- _Exercise brief_:
Beginning with the line that holds "assert!((origins[0].y + 0.5).abs()" in the data below, give again every line through the one that holds "are measured there.", exactly as written.

Collection entries
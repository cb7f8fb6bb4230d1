//! Label drawing shared by the name, border and world passes.

use starmap_engine::coords::{Rect, Vec2};
use starmap_engine::paint::Color;
use starmap_engine::surface::{Saved, Surface};
use starmap_engine::text::{FontSpec, TextAnchor};

use crate::style::{LabelStyle, Stylesheet, TextBackgroundStyle};
use crate::transform::{PARSEC_SCALE_X, PARSEC_SCALE_Y};

/// Style values every label needs besides its own font and color.
#[derive(Debug, Copy, Clone, PartialEq)]
pub struct LabelEnv {
    pub background: Color,
    pub scale: f32,
    pub hex_content_scale: f32,
    pub fill_micro_borders: bool,
}

impl LabelEnv {
    pub fn new(style: &Stylesheet) -> Self {
        Self {
            background: style.background_color,
            scale: style.scale,
            hex_content_scale: style.hex_content_scale,
            fill_micro_borders: style.fill_micro_borders,
        }
    }

    /// One device pixel inside a world glyph frame.
    pub fn pixel_step(&self) -> Vec2 {
        let k = self.hex_content_scale * self.scale;
        if k <= 0.0 || !k.is_finite() {
            return Vec2::zero();
        }
        Vec2::new(PARSEC_SCALE_X / k, PARSEC_SCALE_Y / k)
    }
}

/// Box of `text` split on newlines, and the line height.
fn measure_lines(surface: &dyn Surface, text: &str, font: &FontSpec) -> (Vec2, f32) {
    let mut size = Vec2::zero();
    let mut line_height: f32 = 0.0;
    let mut lines = 0;
    for line in text.split('\n') {
        let m = surface.measure_text(line, font);
        size.x = size.x.max(m.x);
        line_height = line_height.max(m.y);
        lines += 1;
    }
    size.y = line_height * lines as f32;
    (size, line_height)
}

/// Draws possibly multi-line `text` with its box anchored at `at`; each line is
/// centered within the box.
pub fn draw_text_block(
    surface: &mut dyn Surface,
    text: &str,
    font: &FontSpec,
    at: Vec2,
    anchor: TextAnchor,
    color: Color,
) {
    if !text.contains('\n') {
        surface.draw_text(text, font, at, anchor, color);
        return;
    }
    let (size, line_height) = measure_lines(surface, text, font);
    let top_left = at + anchor.offset(size);
    for (i, line) in text.split('\n').enumerate() {
        let center = Vec2::new(
            top_left.x + size.x * 0.5,
            top_left.y + line_height * (i as f32 + 0.5),
        );
        surface.draw_text(line, font, center, TextAnchor::Center, color);
    }
}

/// Draws `text` centered on `at` over the requested background treatment.
pub fn draw_label(
    surface: &mut dyn Surface,
    text: &str,
    font: &FontSpec,
    at: Vec2,
    color: Color,
    background: TextBackgroundStyle,
    env: &LabelEnv,
) {
    if text.is_empty() {
        return;
    }
    let mut text_color = color;
    match background {
        TextBackgroundStyle::None => {}
        TextBackgroundStyle::Filled => {
            let (size, _) = measure_lines(surface, text, font);
            surface.fill_rect(Rect::from_center(at, size.x, size.y), color);
            text_color = env.background;
        }
        TextBackgroundStyle::Rectangle => {
            if !env.fill_micro_borders {
                let (size, _) = measure_lines(surface, text, font);
                surface.fill_rect(Rect::from_center(at, size.x, size.y), env.background);
            }
        }
        TextBackgroundStyle::Outline | TextBackgroundStyle::Shadow => {
            let step = env.pixel_step();
            let range = if background == TextBackgroundStyle::Outline { -2..=2 } else { 0..=2 };
            for dx in range.clone() {
                for dy in range.clone() {
                    if dx == 0 && dy == 0 {
                        continue;
                    }
                    let p = Vec2::new(at.x + dx as f32 * step.x, at.y + dy as f32 * step.y);
                    draw_text_block(surface, text, font, p, TextAnchor::Center, env.background);
                }
            }
        }
    }
    draw_text_block(surface, text, font, at, TextAnchor::Center, text_color);
}

/// Applies `style` to `text` and draws it as a [`draw_label`] at world point
/// `at`.
///
/// The frame is undistorted on screen: parsec scaling is undone before the
/// label's own translation, rotation and scale.
pub fn draw_styled_label(
    surface: &mut dyn Surface,
    text: &str,
    font: &FontSpec,
    at: Vec2,
    color: Color,
    style: &LabelStyle,
    background: TextBackgroundStyle,
    env: &LabelEnv,
) {
    let mut text = if style.uppercase { text.to_uppercase() } else { text.to_owned() };
    if style.wrap {
        text = text.replace(' ', "\n");
    }

    let mut g = Saved::new(surface);
    g.translate(at.x, at.y);
    g.scale(1.0 / PARSEC_SCALE_X, 1.0 / PARSEC_SCALE_Y);
    g.translate(style.translation.x, style.translation.y);
    g.rotate(style.rotation);
    g.scale(style.scale.x, style.scale.y);
    draw_label(&mut *g, &text, font, Vec2::zero(), color, background, env);
}

#[cfg(test)]
mod tests {
    use super::*;
    use starmap_engine::scene::{DrawCmd, DrawList};

    fn env() -> LabelEnv {
        LabelEnv { background: Color::BLACK, scale: 64.0, hex_content_scale: 0.5, fill_micro_borders: false }
    }

    fn texts(list: &DrawList) -> Vec<(String, Color)> {
        list.items()
            .iter()
            .filter_map(|i| match &i.cmd {
                DrawCmd::Text { text, color, .. } => Some((text.clone(), *color)),
                _ => None,
            })
            .collect()
    }

    #[test]
    fn plain_label_is_one_text_call() {
        let mut list = DrawList::new();
        let font = FontSpec::new("Sans", 0.2);
        draw_label(&mut list, "Regina", &font, Vec2::zero(), Color::WHITE, TextBackgroundStyle::None, &env());
        assert_eq!(texts(&list), vec![("Regina".to_owned(), Color::WHITE)]);
    }

    #[test]
    fn filled_label_swaps_colors() {
        let mut list = DrawList::new();
        let font = FontSpec::new("Sans", 0.2);
        draw_label(&mut list, "A", &font, Vec2::zero(), Color::WHITE, TextBackgroundStyle::Filled, &env());
        let DrawCmd::Fill { color, .. } = &list.items()[0].cmd else { panic!("expected fill") };
        assert_eq!(*color, Color::WHITE);
        assert_eq!(texts(&list), vec![("A".to_owned(), Color::BLACK)]);
    }

    #[test]
    fn rectangle_background_skipped_with_filled_borders() {
        let font = FontSpec::new("Sans", 0.2);
        let mut list = DrawList::new();
        draw_label(&mut list, "A", &font, Vec2::zero(), Color::WHITE, TextBackgroundStyle::Rectangle, &env());
        assert_eq!(list.paint_items().count(), 2);

        let mut list = DrawList::new();
        let filled = LabelEnv { fill_micro_borders: true, ..env() };
        draw_label(&mut list, "A", &font, Vec2::zero(), Color::WHITE, TextBackgroundStyle::Rectangle, &filled);
        assert_eq!(list.paint_items().count(), 1);
    }

    #[test]
    fn outline_and_shadow_ring_sizes() {
        let font = FontSpec::new("Sans", 0.2);
        let mut list = DrawList::new();
        draw_label(&mut list, "A", &font, Vec2::zero(), Color::WHITE, TextBackgroundStyle::Outline, &env());
        assert_eq!(texts(&list).len(), 24 + 1);

        let mut list = DrawList::new();
        draw_label(&mut list, "A", &font, Vec2::zero(), Color::WHITE, TextBackgroundStyle::Shadow, &env());
        assert_eq!(texts(&list).len(), 8 + 1);
        assert_eq!(texts(&list).last().map(|t| t.1), Some(Color::WHITE));
    }

    #[test]
    fn multi_line_text_is_centered_per_line() {
        let mut list = DrawList::new();
        let font = FontSpec::new("Sans", 1.0);
        draw_text_block(&mut list, "AB\nABCD", &font, Vec2::zero(), TextAnchor::Center, Color::WHITE);
        let origins: Vec<Vec2> = list
            .items()
            .iter()
            .filter_map(|i| match &i.cmd {
                DrawCmd::Text { origin, size, .. } => Some(*origin + *size * 0.5),
                _ => None,
            })
            .collect();
        assert_eq!(origins.len(), 2);
        assert!(origins[0].x.abs() < 1e-5 && origins[1].x.abs() < 1e-5);
        assert!((origins[0].y + 0.5).abs() < 1e-5 && (origins[1].y - 0.5).abs() < 1e-5);
    }

    #[test]
    fn styled_label_wraps_and_restores() {
        let mut list = DrawList::new();
        let font = FontSpec::new("Sans", 1.0);
        let style = LabelStyle { uppercase: true, wrap: true, rotation: -30.0, ..LabelStyle::default() };
        draw_styled_label(
            &mut list,
            "spinward marches",
            &font,
            Vec2::new(5.0, 5.0),
            Color::WHITE,
            &style,
            TextBackgroundStyle::None,
            &env(),
        );
        let t: Vec<String> = texts(&list).into_iter().map(|t| t.0).collect();
        assert_eq!(t, vec!["SPINWARD", "MARCHES"]);
        assert_eq!(list.depth(), 0);
    }
}
//! Hex geometry, border tracing, dashes and curves.
//!
//! All functions work in world units. "Scaled" space multiplies x by
//! [`PARSEC_SCALE_X`], which makes hexes regular; angles and distances that
//! must look right on screen are measured there.

use starmap_engine::coords::Vec2;
use starmap_engine::path::Path;

use crate::astrometry::{self, SECTOR_HEIGHT, SECTOR_WIDTH};
use crate::error::RenderError;
use crate::random::SubtractiveRng;
use crate::style::{LineStyle, MicroBorderStyle};
use crate::transform::PARSEC_SCALE_X;

/// Horizontal overhang of a hex's left/right corners past the half-column,
/// `tan 30° / 4 / PARSEC_SCALE_X` (one sixth).
pub const HEX_EDGE: f32 = 0.577_350_26 / 4.0 / PARSEC_SCALE_X;

/// Tension of the smoothed border curves.
pub const CURVE_TENSION: f32 = 0.6;

/// Dash pattern for `style`, in multiples of the pen width.
///
/// `None` must be filtered out by the caller before stroking.
pub fn dash_pattern(style: LineStyle) -> Result<Option<Vec<f32>>, RenderError> {
    match style {
        LineStyle::Solid => Ok(None),
        LineStyle::Dashed => Ok(Some(vec![3.0, 1.0])),
        LineStyle::Dotted => Ok(Some(vec![1.0, 1.0])),
        LineStyle::None => Err(RenderError::UnfilteredLineStyle),
    }
}

/// Moves both ends of `a`-`b` toward each other by `d`.
///
/// `None` for a zero-length segment, which has no direction.
pub fn offset_segment(a: Vec2, b: Vec2, d: f32) -> Option<(Vec2, Vec2)> {
    let delta = b - a;
    let len = delta.length();
    if len == 0.0 || !len.is_finite() {
        return None;
    }
    let step = delta * (d / len);
    Some((a + step, b - step))
}

/// Corner offsets from a hex center, clockwise from the upper right:
/// upper right, right, lower right, lower left, left, upper left.
///
/// `edge` is [`HEX_EDGE`] for hexes and `0.0` for squares.
pub fn hex_corners(edge: f32) -> [Vec2; 6] {
    [
        Vec2::new(0.5 - edge, -0.5),
        Vec2::new(0.5 + edge, 0.0),
        Vec2::new(0.5 - edge, 0.5),
        Vec2::new(-0.5 + edge, 0.5),
        Vec2::new(-0.5 - edge, 0.0),
        Vec2::new(-0.5 + edge, -0.5),
    ]
}

/// Closed outline of one hex around the origin.
pub fn hex_path(edge: f32) -> Path {
    Path::polygon(&hex_corners(edge))
}

fn corner(x: i32, y: i32, k: usize, corners: &[Vec2; 6]) -> Vec2 {
    astrometry::hex_to_center(x, y) + corners[k]
}

/// Clip outline of sector `(sx, sy)`.
///
/// Square borders clip to the sector rectangle; hex and curve borders to the
/// outer edge of the sector's hexes, which interlock with the neighbors'.
pub fn sector_clip_path(sx: i32, sy: i32, style: MicroBorderStyle) -> Path {
    if style == MicroBorderStyle::Square {
        return Path::rect(astrometry::sector_bounds(sx, sy));
    }

    let c = hex_corners(HEX_EDGE);
    let (x0, y0) = astrometry::location_to_coordinates(astrometry::Location::new(
        sx,
        sy,
        astrometry::Hex::new(1, 1),
    ));
    let x1 = x0 + SECTOR_WIDTH - 1;
    let y1 = y0 + SECTOR_HEIGHT - 1;

    let mut pts = Vec::with_capacity(((SECTOR_WIDTH + SECTOR_HEIGHT) * 4) as usize);
    for x in x0..=x1 {
        pts.push(corner(x, y0, 5, &c));
        pts.push(corner(x, y0, 0, &c));
    }
    for y in y0..=y1 {
        pts.push(corner(x1, y, 1, &c));
        pts.push(corner(x1, y, 2, &c));
    }
    for x in (x0..=x1).rev() {
        pts.push(corner(x, y1, 2, &c));
        pts.push(corner(x, y1, 3, &c));
    }
    for y in (y0..=y1).rev() {
        pts.push(corner(x0, y, 4, &c));
        pts.push(corner(x0, y, 5, &c));
    }
    Path::polygon(&pts)
}

/// Index of the hex edge facing from `from` toward `to`:
/// 0 NE, 1 SE, 2 S, 3 SW, 4 NW, 5 N.
fn edge_toward(from: Vec2, to: Vec2) -> usize {
    let v = to - from;
    let angle = (v.y).atan2(v.x * PARSEC_SCALE_X).to_degrees();
    (((angle + 30.0) / 60.0).round() as i32).rem_euclid(6) as usize
}

fn signed_area(points: &[Vec2]) -> f32 {
    let n = points.len();
    (0..n)
        .map(|i| {
            let a = points[i];
            let b = points[(i + 1) % n];
            a.x * PARSEC_SCALE_X * b.y - b.x * PARSEC_SCALE_X * a.y
        })
        .sum::<f32>()
        * 0.5
}

/// Traces the outer edge of a ring of hexes given in world coordinates.
///
/// The ring lists the boundary hexes of a region in walking order; it may be
/// either orientation and need not repeat its first hex. Consecutive
/// duplicates are ignored. Each hex contributes the corners between the edge
/// facing its predecessor and the edge facing its successor, clockwise.
pub fn border_outline(ring: &[(i32, i32)], edge: f32) -> Vec<Vec2> {
    let mut hexes: Vec<(i32, i32)> = Vec::with_capacity(ring.len());
    for &h in ring {
        if hexes.last() != Some(&h) {
            hexes.push(h);
        }
    }
    while hexes.len() > 1 && hexes.first() == hexes.last() {
        hexes.pop();
    }

    let corners = hex_corners(edge);
    match hexes.len() {
        0 => return Vec::new(),
        1 => {
            let (x, y) = hexes[0];
            return (0..6).map(|k| corner(x, y, k, &corners)).collect();
        }
        _ => {}
    }

    let centers: Vec<Vec2> = hexes
        .iter()
        .map(|&(x, y)| astrometry::hex_to_center(x, y))
        .collect();
    // Positive area is clockwise with y pointing down.
    let (hexes, centers) = if signed_area(&centers) < 0.0 {
        (
            hexes.into_iter().rev().collect::<Vec<_>>(),
            centers.into_iter().rev().collect::<Vec<_>>(),
        )
    } else {
        (hexes, centers)
    };

    let n = hexes.len();
    let mut out: Vec<Vec2> = Vec::with_capacity(n * 4);
    for i in 0..n {
        let here = centers[i];
        let prev = centers[(i + n - 1) % n];
        let next = centers[(i + 1) % n];
        let dp = edge_toward(here, prev);
        let dn = edge_toward(here, next);
        let count = match (dn + 6 - dp) % 6 {
            0 => 6,
            c => c,
        };
        for j in 0..count {
            let p = here + corners[(dp + 1 + j) % 6];
            let dup = out.last().is_some_and(|&q| close_to(q, p));
            if !dup {
                out.push(p);
            }
        }
    }
    if out.len() > 1 && close_to(out[0], out[out.len() - 1]) {
        out.pop();
    }
    out
}

fn close_to(a: Vec2, b: Vec2) -> bool {
    (a.x - b.x).abs() < 1e-4 && (a.y - b.y).abs() < 1e-4
}

/// Cardinal spline through `points`.
///
/// Segment `i` runs from `P[i]` to `P[i+1]` with control points
/// `P[i] + (P[i+1] - P[i-1]) * t/3` and `P[i+1] - (P[i+2] - P[i]) * t/3`.
/// Open curves repeat their end points as the missing neighbors.
pub fn cardinal_spline(points: &[Vec2], tension: f32, closed: bool) -> Path {
    let n = points.len();
    if n < 2 {
        return Path::new();
    }
    let k = tension / 3.0;
    let at = |i: isize| -> Vec2 {
        if closed {
            points[i.rem_euclid(n as isize) as usize]
        } else {
            points[i.clamp(0, n as isize - 1) as usize]
        }
    };

    let mut path = Path::new();
    path.move_to(points[0]);
    let segments = if closed { n } else { n - 1 };
    for i in 0..segments as isize {
        let p0 = at(i - 1);
        let p1 = at(i);
        let p2 = at(i + 1);
        let p3 = at(i + 2);
        let c1 = p1 + (p2 - p0) * k;
        let c2 = p2 - (p3 - p1) * k;
        path.cubic_to(c1, c2, p2);
    }
    if closed {
        path.close();
    }
    path
}

/// Drawable outline of a border ring in the given style.
///
/// Curves pass through the midpoints of the traced outline's edges.
pub fn border_path(ring: &[(i32, i32)], style: MicroBorderStyle, closed: bool) -> Path {
    match style {
        MicroBorderStyle::Hex => polygon_or_line(&border_outline(ring, HEX_EDGE), closed),
        MicroBorderStyle::Square => polygon_or_line(&border_outline(ring, 0.0), closed),
        MicroBorderStyle::Curve => {
            let outline = border_outline(ring, HEX_EDGE);
            let n = outline.len();
            if n < 2 {
                return Path::new();
            }
            let mids: Vec<Vec2> = (0..n)
                .map(|i| outline[i].midpoint(outline[(i + 1) % n]))
                .collect();
            let mids = if closed { &mids[..] } else { &mids[..n - 1] };
            cardinal_spline(mids, CURVE_TENSION, closed)
        }
    }
}

fn polygon_or_line(points: &[Vec2], closed: bool) -> Path {
    if closed {
        Path::polygon(points)
    } else {
        Path::polyline(points)
    }
}

const BELT_X: [f32; 10] = [-2.0, 0.0, 2.0, -3.0, -1.0, 1.0, 3.0, -2.0, 0.0, 2.0];
const BELT_Y: [f32; 10] = [-2.0, -2.0, -2.0, 0.0, 0.0, 0.0, 0.0, 2.0, 2.0, 2.0];
const BELT_P: [f64; 10] = [0.5, 0.9, 0.5, 0.6, 0.9, 0.9, 0.6, 0.5, 0.9, 0.5];

/// Asteroid belt glyph for the world at `(x, y)`: `(center, radius)` pairs in
/// the world's local glyph frame.
pub fn asteroid_belt(x: i32, y: i32) -> Vec<(Vec2, f32)> {
    let mut rng = SubtractiveRng::new(x ^ y);
    let mut out = Vec::with_capacity(BELT_X.len());
    for i in 0..BELT_X.len() {
        if rng.next_f64() >= BELT_P[i] {
            continue;
        }
        let r = 0.04 + rng.next_f32() * 0.03;
        let jx = (rng.next_f32() * 2.0 - 1.0) * 0.015;
        let jy = (rng.next_f32() * 2.0 - 1.0) * 0.015;
        out.push((Vec2::new(BELT_X[i] * 0.035 + jx, BELT_Y[i] * 0.035 + jy), r));
    }
    out
}

#[cfg(test)]
mod tests {
    use super::*;
    use starmap_engine::path::PathEl;

    fn close(a: Vec2, b: Vec2) -> bool {
        (a.x - b.x).abs() < 1e-4 && (a.y - b.y).abs() < 1e-4
    }

    // ── dashes and segments ───────────────────────────────────────────────

    #[test]
    fn dash_patterns() {
        assert_eq!(dash_pattern(LineStyle::Solid).unwrap(), None);
        assert_eq!(dash_pattern(LineStyle::Dashed).unwrap(), Some(vec![3.0, 1.0]));
        assert_eq!(dash_pattern(LineStyle::Dotted).unwrap(), Some(vec![1.0, 1.0]));
        assert!(matches!(dash_pattern(LineStyle::None), Err(RenderError::UnfilteredLineStyle)));
    }

    #[test]
    fn offset_segment_shortens_both_ends() {
        let (a, b) = offset_segment(Vec2::zero(), Vec2::new(4.0, 0.0), 0.25).unwrap();
        assert!(close(a, Vec2::new(0.25, 0.0)) && close(b, Vec2::new(3.75, 0.0)));
        assert!(offset_segment(Vec2::new(1.0, 1.0), Vec2::new(1.0, 1.0), 0.25).is_none());
    }

    // ── hexes ─────────────────────────────────────────────────────────────

    #[test]
    fn hex_edge_is_one_sixth() {
        assert!((HEX_EDGE - 1.0 / 6.0).abs() < 1e-5);
    }

    #[test]
    fn hex_is_regular_in_scaled_space() {
        let c = hex_corners(HEX_EDGE);
        let scaled = |v: Vec2| Vec2::new(v.x * PARSEC_SCALE_X, v.y);
        for k in 0..6 {
            let side = (scaled(c[(k + 1) % 6]) - scaled(c[k])).length();
            assert!((side - scaled(c[1]).length()).abs() < 1e-4, "side {k}");
        }
    }

    #[test]
    fn edge_directions_match_neighbors() {
        // Even column 2: NE is (3, 0), SE is (3, 1).
        let here = astrometry::hex_to_center(2, 1);
        let to = |x, y| edge_toward(here, astrometry::hex_to_center(x, y));
        assert_eq!(to(3, 0), 0);
        assert_eq!(to(3, 1), 1);
        assert_eq!(to(2, 2), 2);
        assert_eq!(to(1, 1), 3);
        assert_eq!(to(1, 0), 4);
        assert_eq!(to(2, 0), 5);
    }

    // ── outlines ──────────────────────────────────────────────────────────

    #[test]
    fn single_hex_outline_is_its_corners() {
        let o = border_outline(&[(5, 5)], HEX_EDGE);
        assert_eq!(o.len(), 6);
    }

    #[test]
    fn two_hex_outline_skips_shared_edge() {
        // (2, 2) and its SE neighbor (3, 2) share one edge: ten outer edges.
        let o = border_outline(&[(2, 2), (3, 2)], HEX_EDGE);
        assert_eq!(o.len(), 10);
        let shared_mid = astrometry::hex_to_center(2, 2)
            .midpoint(astrometry::hex_to_center(3, 2));
        for i in 0..o.len() {
            let m = o[i].midpoint(o[(i + 1) % o.len()]);
            assert!(!close(m, shared_mid), "edge {i} is the shared edge");
        }
    }

    #[test]
    fn compact_block_traces_outer_edges_only() {
        // Four mutually touching hexes expose fourteen edges.
        let o = border_outline(&[(2, 2), (3, 2), (3, 3), (2, 3)], HEX_EDGE);
        assert_eq!(o.len(), 14);
    }

    #[test]
    fn outline_ignores_ring_orientation() {
        let ring = [(2, 2), (3, 2), (3, 3), (2, 3)];
        let mut rev = ring;
        rev.reverse();
        let a = border_outline(&ring, HEX_EDGE);
        let b = border_outline(&rev, HEX_EDGE);
        assert_eq!(a.len(), b.len());
        assert!(signed_area(&a) > 0.0 && signed_area(&b) > 0.0);
    }

    #[test]
    fn square_sector_clip_is_bounds() {
        let p = sector_clip_path(0, 0, MicroBorderStyle::Square);
        assert_eq!(p.control_bounds(), Some(astrometry::sector_bounds(0, 0)));
    }

    #[test]
    fn hex_sector_clip_covers_sector() {
        let b = sector_clip_path(1, -1, MicroBorderStyle::Hex).control_bounds().unwrap();
        let s = astrometry::sector_bounds(1, -1);
        assert!(b.left() < s.left() && b.right() > s.right());
        assert!((b.top() - s.top()).abs() < 1e-4);
        assert!((b.bottom() - (s.bottom() + 0.5)).abs() < 1e-4);
    }

    // ── curves ────────────────────────────────────────────────────────────

    #[test]
    fn spline_passes_through_points() {
        let pts = [Vec2::zero(), Vec2::new(1.0, 0.0), Vec2::new(1.0, 1.0)];
        let p = cardinal_spline(&pts, CURVE_TENSION, true);
        let ends: Vec<Vec2> = p
            .elements()
            .iter()
            .filter_map(|e| match e {
                PathEl::CubicTo(_, _, q) => Some(*q),
                _ => None,
            })
            .collect();
        assert_eq!(ends.len(), 3);
        assert!(close(ends[2], pts[0]));
        assert_eq!(cardinal_spline(&pts, CURVE_TENSION, false).elements().len(), 3);
    }

    #[test]
    fn curve_border_is_closed_path() {
        let p = border_path(&[(2, 2), (3, 2)], MicroBorderStyle::Curve, true);
        assert_eq!(p.elements().last(), Some(&PathEl::Close));
    }

    // ── belts ─────────────────────────────────────────────────────────────

    #[test]
    fn belt_is_deterministic_per_coordinate() {
        assert_eq!(asteroid_belt(12, -7), asteroid_belt(12, -7));
        let pts = asteroid_belt(3, 9);
        assert!(pts.len() <= 10);
        for (c, r) in pts {
            assert!((0.04..=0.07).contains(&r));
            assert!(c.x.abs() <= 3.0 * 0.035 + 0.015 + 1e-6);
        }
    }
}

- _Your solution_:
        assert!((origins[0].y + 0.5).abs() < 1e-5 && (origins[1].y - 0.5).abs() < 1e-5);
    }

    #[test]
    fn styled_label_wraps_and_restores() {
        let mut list = DrawList::new();
        let font = FontSpec::new("Sans", 1.0);
        let style = LabelStyle { uppercase: true, wrap: true, rotation: -30.0, ..LabelStyle::default() };
        draw_styled_label(
            &mut list,
            "spinward marches",
            &font,
            Vec2::new(5.0, 5.0),
            Color::WHITE,
            &style,
            TextBackgroundStyle::None,
            &env(),
        );
        let t: Vec<String> = texts(&list).into_iter().map(|t| t.0).collect();
        assert_eq!(t, vec!["SPINWARD", "MARCHES"]);
        assert_eq!(list.depth(), 0);
    }
}
//! Hex geometry, border tracing, dashes and curves.
//!
//! All functions work in world units. "Scaled" space multiplies x by
//! [`PARSEC_SCALE_X`], which makes hexes regular; angles and distances that
//! must look right on screen are measured there.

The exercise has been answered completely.